MEET YOUR NEIGHBOR
Who are the people who live next door? What are their lives like? What do they care about? These are the questions that originally informed the Meet Your Neighbor project, in which I found myself inside foreign but familiar homes, photographing foreign but familiar faces and personal objects that told something of their history. In March 2020, as a large percentage of the global population was instructed socially distance, the opportunity to approach my neighbors vanished, and almost overnight this project took on new meaning.
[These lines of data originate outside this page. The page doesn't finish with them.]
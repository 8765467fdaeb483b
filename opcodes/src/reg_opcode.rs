#[allow(non_camel_case_types)]
#[derive(Clone, Copy, Debug, Eq, PartialEq)]
pub enum RegOp {
    NotBit,
    LogicalAnd,
    AndNot,
    SetBit,
    NotAnd,
    LogicalXor,
    LogicalOr,
    LogicalNor,
    LogicalXnor,
    LogicalNot,
    OrNot,
    ClrBit,
    NotOr,
    LogicalNand,
    AlterBit,
    ChkBit,
    AddOrdinal,
    AddInteger,
    SubOrdinal,
    SubInteger,
    AddWithCarry,
    SubWithCarry,
    MulOrdinal,
    MulInteger,
    DivOrdinal,
    DivInteger,
    RemOrdinal,
    RemInteger,
    ModInteger,
    ExtendedMul,
    ExtendedDiv,
    IllegalOpcode,
    ShiftLeftOrdinal,
    ShiftRightOrdinal,
    ShiftLeftInteger,
    ShiftRightInteger,
    ShiftRightDivideInteger,
    Rotate,
    CompareOrdinal,
    CompareInteger,
    CompareDecrementOrdinal,
    CompareDecrementInteger,
    CompareIncrementOrdinal,
    CompareIncrementInteger,
    ConditionalCompareOrdinal,
    ConditionalCompareInteger,
    ScanBit,
    SpanBit,
    ScanByte,
    ByteSwap,
    Move,
    MoveLong,
    MoveTriple,
    MoveQuad,
    Extract,
    Modify,
    ModifyAC,
    ModifyPC,
    ModifyTC,
    FlushReg,
    SyncFault,
    Mark,
    ForceMark,
    CallSystem,
    SyncLoad,
    SyncMove,
    SyncMoveLong,
    SyncMoveQuad,
    AtomicAdd,
    AtomicModify,
}

pub fn decode_reg(opcode: u16) -> RegOp {
    match opcode {
        1408u16 => RegOp::NotBit,
        1409u16 => RegOp::LogicalAnd,
        1410u16 => RegOp::AndNot,
        1411u16 => RegOp::SetBit,
        1412u16 => RegOp::NotAnd,
        1413u16 => RegOp::LogicalXor,
        1414u16 => RegOp::LogicalOr,
        1415u16 => RegOp::LogicalNor,
        1416u16 => RegOp::LogicalXnor,
        1417u16 => RegOp::LogicalNot,
        1418u16 => RegOp::OrNot,
        1419u16 => RegOp::ClrBit,
        1420u16 => RegOp::NotOr,
        1421u16 => RegOp::LogicalNand,
        1422u16 => RegOp::AlterBit,
        1423u16 => RegOp::ChkBit,
        1424u16 => RegOp::AddOrdinal,
        1425u16 => RegOp::AddInteger,
        1426u16 => RegOp::SubOrdinal,
        1427u16 => RegOp::SubInteger,
        1428u16 => RegOp::AddWithCarry,
        1429u16 => RegOp::SubWithCarry,
        1430u16 => RegOp::MulOrdinal,
        1431u16 => RegOp::MulInteger,
        1432u16 => RegOp::DivOrdinal,
        1433u16 => RegOp::DivInteger,
        1434u16 => RegOp::RemOrdinal,
        1435u16 => RegOp::RemInteger,
        1436u16 => RegOp::ModInteger,
        1437u16 => RegOp::ExtendedMul,
        1438u16 => RegOp::ExtendedDiv,
        1439u16 => RegOp::IllegalOpcode,
        1440u16 => RegOp::ShiftLeftOrdinal,
        1441u16 => RegOp::ShiftRightOrdinal,
        1442u16 => RegOp::ShiftLeftInteger,
        1443u16 => RegOp::ShiftRightInteger,
        1444u16 => RegOp::ShiftRightDivideInteger,
        1445u16 => RegOp::Rotate,
        1446u16 => RegOp::IllegalOpcode,
        1447u16 => RegOp::IllegalOpcode,
        1448u16 => RegOp::IllegalOpcode,
        1449u16 => RegOp::IllegalOpcode,
        1450u16 => RegOp::IllegalOpcode,
        1451u16 => RegOp::IllegalOpcode,
        1452u16 => RegOp::IllegalOpcode,
        1453u16 => RegOp::IllegalOpcode,
        1454u16 => RegOp::IllegalOpcode,
        1455u16 => RegOp::IllegalOpcode,
        1456u16 => RegOp::CompareOrdinal,
        1457u16 => RegOp::CompareInteger,
        1458u16 => RegOp::CompareDecrementOrdinal,
        1459u16 => RegOp::CompareDecrementInteger,
        1460u16 => RegOp::CompareIncrementOrdinal,
        1461u16 => RegOp::CompareIncrementInteger,
        1462u16 => RegOp::ConditionalCompareOrdinal,
        1463u16 => RegOp::ConditionalCompareInteger,
        1464u16 => RegOp::IllegalOpcode,
        1465u16 => RegOp::IllegalOpcode,
        1466u16 => RegOp::IllegalOpcode,
        1467u16 => RegOp::IllegalOpcode,
        1468u16 => RegOp::IllegalOpcode,
        1469u16 => RegOp::IllegalOpcode,
        1470u16 => RegOp::IllegalOpcode,
        1471u16 => RegOp::IllegalOpcode,
        1472u16 => RegOp::ScanBit,
        1473u16 => RegOp::SpanBit,
        1474u16 => RegOp::ScanByte,
        1475u16 => RegOp::ByteSwap,
        1476u16 => RegOp::IllegalOpcode,
        1477u16 => RegOp::IllegalOpcode,
        1478u16 => RegOp::IllegalOpcode,
        1479u16 => RegOp::IllegalOpcode,
        1480u16 => RegOp::IllegalOpcode,
        1481u16 => RegOp::IllegalOpcode,
        1482u16 => RegOp::IllegalOpcode,
        1483u16 => RegOp::IllegalOpcode,
        1484u16 => RegOp::IllegalOpcode,
        1485u16 => RegOp::IllegalOpcode,
        1486u16 => RegOp::IllegalOpcode,
        1487u16 => RegOp::IllegalOpcode,
        1488u16 => RegOp::Move,
        1489u16 => RegOp::MoveLong,
        1490u16 => RegOp::MoveTriple,
        1491u16 => RegOp::MoveQuad,
        1492u16 => RegOp::Extract,
        1493u16 => RegOp::Modify,
        1494u16 => RegOp::IllegalOpcode,
        1495u16 => RegOp::IllegalOpcode,
        1496u16 => RegOp::IllegalOpcode,
        1497u16 => RegOp::IllegalOpcode,
        1498u16 => RegOp::IllegalOpcode,
        1499u16 => RegOp::IllegalOpcode,
        1500u16 => RegOp::IllegalOpcode,
        1501u16 => RegOp::IllegalOpcode,
        1502u16 => RegOp::IllegalOpcode,
        1503u16 => RegOp::IllegalOpcode,
        1504u16 => RegOp::ModifyAC,
        1505u16 => RegOp::ModifyPC,
        1506u16 => RegOp::ModifyTC,
        1507u16 => RegOp::FlushReg,
        1508u16 => RegOp::SyncFault,
        1509u16 => RegOp::Mark,
        1510u16 => RegOp::ForceMark,
        1511u16 => RegOp::CallSystem,
        1512u16 => RegOp::IllegalOpcode,
        1513u16 => RegOp::IllegalOpcode,
        1514u16 => RegOp::IllegalOpcode,
        1515u16 => RegOp::IllegalOpcode,
        1516u16 => RegOp::IllegalOpcode,
        1517u16 => RegOp::IllegalOpcode,
        1518u16 => RegOp::IllegalOpcode,
        1519u16 => RegOp::IllegalOpcode,
        1520u16 => RegOp::SyncLoad,
        1521u16 => RegOp::SyncMove,
        1522u16 => RegOp::SyncMoveLong,
        1523u16 => RegOp::SyncMoveQuad,
        1524u16 => RegOp::AtomicAdd,
        1525u16 => RegOp::AtomicModify,
        1526u16 => RegOp::IllegalOpcode,
        1527u16 => RegOp::IllegalOpcode,
        1528u16 => RegOp::IllegalOpcode,
        1529u16 => RegOp::IllegalOpcode,
        1530u16 => RegOp::IllegalOpcode,
        1531u16 => RegOp::IllegalOpcode,
        1532u16 => RegOp::IllegalOpcode,
        1533u16 => RegOp::IllegalOpcode,
        1534u16 => RegOp::IllegalOpcode,
        1535u16 => RegOp::IllegalOpcode,
        _ => RegOp::IllegalOpcode,
    }
}

impl std::fmt::Display for RegOp {
    fn fmt(&self, f: &mut std::fmt::Formatter<'_>) -> std::fmt::Result {
        write!(f, "{}", match self {
            RegOp::NotBit => "notbit",
            RegOp::LogicalAnd => "and",
            RegOp::AndNot => "andnot",
            RegOp::SetBit => "setbit",
            RegOp::NotAnd => "notand",
            RegOp::LogicalXor => "xor",
            RegOp::LogicalOr => "or",
            RegOp::LogicalNor => "nor",
            RegOp::LogicalXnor => "xnor",
            RegOp::LogicalNot => "not",
            RegOp::OrNot => "ornot",
            RegOp::ClrBit => "clrbit",
            RegOp::NotOr => "notor",
            RegOp::LogicalNand => "nand",
            RegOp::AlterBit => "alterbit",
            RegOp::ChkBit => "chkbit",
            RegOp::AddOrdinal => "addo",
            RegOp::AddInteger => "addi",
            RegOp::SubOrdinal => "subo",
            RegOp::SubInteger => "subi",
            RegOp::AddWithCarry => "addc",
            RegOp::SubWithCarry => "subc",
            RegOp::MulOrdinal => "mulo",
            RegOp::MulInteger => "muli",
            RegOp::DivOrdinal => "divo",
            RegOp::DivInteger => "divi",
            RegOp::RemOrdinal => "remo",
            RegOp::RemInteger => "remi",
            RegOp::ModInteger => "modi",
            RegOp::ExtendedMul => "emul",
            RegOp::ExtendedDiv => "ediv",
            RegOp::IllegalOpcode => "illegal",
            RegOp::ShiftLeftOrdinal => "shlo",
            RegOp::ShiftRightOrdinal => "shro",
            RegOp::ShiftLeftInteger => "shli",
            RegOp::ShiftRightInteger => "shri",
            RegOp::ShiftRightDivideInteger => "shrdi",
            RegOp::Rotate => "rotate",
            RegOp::CompareOrdinal => "cmpo",
            RegOp::CompareInteger => "cmpi",
            RegOp::CompareDecrementOrdinal => "cmpdeco",
            RegOp::CompareDecrementInteger => "cmpdeci",
            RegOp::CompareIncrementOrdinal => "cmpinco",
            RegOp::CompareIncrementInteger => "cmpinci",
            RegOp::ConditionalCompareOrdinal => "concmpo",
            RegOp::ConditionalCompareInteger => "concmpi",
            RegOp::ScanBit => "scanbit",
            RegOp::SpanBit => "spanbit",
            RegOp::ScanByte => "scanbyte",
            RegOp::ByteSwap => "bswap",
            RegOp::Move => "mov",
            RegOp::MoveLong => "movl",
            RegOp::MoveTriple => "movt",
            RegOp::MoveQuad => "movq",
            RegOp::Extract => "extract",
            RegOp::Modify => "modify",
            RegOp::ModifyAC => "modac",
            RegOp::ModifyPC => "modpc",
            RegOp::ModifyTC => "modtc",
            RegOp::FlushReg => "flushreg",
            RegOp::SyncFault => "syncf",
            RegOp::Mark => "mark",
            RegOp::ForceMark => "fmark",
            RegOp::CallSystem => "calls",
            RegOp::SyncLoad => "synld",
            RegOp::SyncMove => "synmov",
            RegOp::SyncMoveLong => "synmovl",
            RegOp::SyncMoveQuad => "synmovq",
            RegOp::AtomicAdd => "atadd",
            RegOp::AtomicModify => "atmod",
        })
    }
}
Meet Your Neighbor is an ongoing series of artworks documenting some of the last of Eastern Long Island’s small houses and the people who occupy them. According to the U.S. census, the size of a typical single-family home expanded from 983 square feet to 2,500 between 1950 and 2012. Once an identifier of the intimate nature of a “small town," these modest homes are now frequently torn down to make way for a home with a much larger footprint. In my studio, I’ve extracted the images of these (historic/tiny/modest) homes from their original sites, and “moved” them onto images of the now rare open spaces found in my community. These dwellings, hovering dreamlike over their newly appointed landscapes, offer the viewer a reverent moment to appreciate the safety and intimacy of small towns throughout America. As I’ve worked on this series, New York began grappling with being the state first and hardest hit by the Covid-19 virus. Suddenly the tone of two terms describing this series, “shelter” and “place” took on a complexity that could not have been foreseen.
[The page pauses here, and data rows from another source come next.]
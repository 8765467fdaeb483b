//! MEM-format bodies: the load/store family, `lda`, and the
//! memory-addressed branch/call trio (`bx`/`balx`/`callx`).

use i960sim_opcodes::MajorOp;
use log::trace;

use crate::bus::MemoryBus;
use crate::cpu::addressing::{effective_address, AddressingInputs};
use crate::cpu::decode::{MemAddressing, MemInstruction, Operand};
use crate::cpu::fault::Fault;
use crate::cpu::operands;
use crate::cpu::{ControlFlow, Core};
use crate::types::{Address, ByteInteger, Ordinal, ShortInteger};

impl<const N: usize> Core<N> {
    pub(crate) fn execute_mem(
        &mut self,
        instr: MemInstruction,
        width: Address,
        bus: &mut dyn MemoryBus,
    ) -> Result<ControlFlow, Fault> {
        let abase_value = operands::read(Operand::Register(instr.abase), &self.globals, self.frames.locals());
        let index_value = match instr.addressing {
            MemAddressing::IndexScale { index, .. } | MemAddressing::IndexScaleDisplacement { index, .. } => {
                operands::read(Operand::Register(index), &self.globals, self.frames.locals())
            }
            _ => 0,
        };
        let addr = effective_address(
            instr.mode,
            instr.addressing,
            &AddressingInputs {
                abase_value,
                index_value,
                ip: self.ip,
            },
        );
        trace!("mem {:?} addr={:#x}", instr.op, addr);

        match instr.op {
            MajorOp::LoadByteOrdinal => {
                let value = bus.load_byte(addr)? as Ordinal;
                self.write_reg(instr.src_dest, value);
                Ok(ControlFlow::Advance(width))
            }
            MajorOp::LoadByteInteger => {
                let value = (bus.load_byte(addr)? as ByteInteger) as i32 as Ordinal;
                self.write_reg(instr.src_dest, value);
                Ok(ControlFlow::Advance(width))
            }
            MajorOp::StoreByteOrdinal | MajorOp::StoreByteInteger => {
                let value = self.read_reg(instr.src_dest);
                bus.store_byte(addr, value as u8)?;
                self.maybe_halt(addr);
                Ok(ControlFlow::Advance(width))
            }
            MajorOp::LoadShortOrdinal => {
                let value = bus.load_short(addr)? as Ordinal;
                self.write_reg(instr.src_dest, value);
                Ok(ControlFlow::Advance(width))
            }
            MajorOp::LoadShortInteger => {
                let value = (bus.load_short(addr)? as ShortInteger) as i32 as Ordinal;
                self.write_reg(instr.src_dest, value);
                Ok(ControlFlow::Advance(width))
            }
            MajorOp::StoreShortOrdinal | MajorOp::StoreShortInteger => {
                let value = self.read_reg(instr.src_dest);
                bus.store_short(addr, value as u16)?;
                self.maybe_halt(addr);
                Ok(ControlFlow::Advance(width))
            }
            MajorOp::LoadAddress => {
                self.write_reg(instr.src_dest, addr);
                Ok(ControlFlow::Advance(width))
            }
            MajorOp::Load => {
                let value = bus.load_word(addr)?;
                self.write_reg(instr.src_dest, value);
                Ok(ControlFlow::Advance(width))
            }
            MajorOp::Store => {
                let value = self.read_reg(instr.src_dest);
                bus.store_word(addr, value)?;
                self.maybe_halt(addr);
                Ok(ControlFlow::Advance(width))
            }
            MajorOp::LoadLong => {
                let value = bus.load_long(addr)?;
                operands::write_double(instr.src_dest, value, &mut self.globals, self.frames.locals_mut());
                Ok(ControlFlow::Advance(width))
            }
            MajorOp::StoreLong => {
                let value = operands::read_double(
                    Operand::Register(instr.src_dest),
                    &self.globals,
                    self.frames.locals(),
                );
                bus.store_long(addr, value)?;
                self.maybe_halt(addr);
                Ok(ControlFlow::Advance(width))
            }
            MajorOp::LoadTriple => {
                let value = bus.load_triple(addr)?;
                operands::write_triple(instr.src_dest, value, &mut self.globals, self.frames.locals_mut());
                Ok(ControlFlow::Advance(width))
            }
            MajorOp::StoreTriple => {
                let value = operands::read_triple(
                    Operand::Register(instr.src_dest),
                    &self.globals,
                    self.frames.locals(),
                );
                bus.store_triple(addr, value)?;
                self.maybe_halt(addr);
                Ok(ControlFlow::Advance(width))
            }
            MajorOp::LoadQuad => {
                let value = bus.load_quad(addr)?;
                operands::write_quad(instr.src_dest, value, &mut self.globals, self.frames.locals_mut());
                Ok(ControlFlow::Advance(width))
            }
            MajorOp::StoreQuad => {
                let value = operands::read_quad(
                    Operand::Register(instr.src_dest),
                    &self.globals,
                    self.frames.locals(),
                );
                bus.store_quad(addr, value)?;
                self.maybe_halt(addr);
                Ok(ControlFlow::Advance(width))
            }
            MajorOp::BranchIndirect => {
                self.ip = addr;
                Ok(ControlFlow::Jumped)
            }
            MajorOp::BranchAndLinkIndirect => {
                let link = self.ip.wrapping_add(width);
                self.write_reg(instr.src_dest, link);
                self.ip = addr;
                Ok(ControlFlow::Jumped)
            }
            MajorOp::CallIndirect => self.execute_callx(addr, width, bus),
            other => unreachable!("{other:?} is not a MEM opcode"),
        }
    }

    fn read_reg(&self, register: u8) -> Ordinal {
        operands::read(Operand::Register(register), &self.globals, self.frames.locals())
    }

    fn write_reg(&mut self, register: u8, value: Ordinal) {
        operands::write(register, value, &mut self.globals, self.frames.locals_mut());
    }
}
Although home represents a place of order, being confined to our houses (regardless of size) due to a global pandemic is far from the charm of a seasonal blizzard or blackout. Our houses grew smaller as the news grew bleaker and our proximity to one another, without routine or autonomy, made living under one roof challenging to say the least. Regardless of my original thesis for these works, it is inevitable that their timely presentation reflects our shared anxieties in light of the past year. An image of a home hovering in space, dislocated, isolated, distanced now speaks as much to the memory of the families who were holed up inside, protecting themselves from an invisible enemy. The works are not only a meditation on the changing landscape of the American town but how crucial our interconnectedness is to our survival.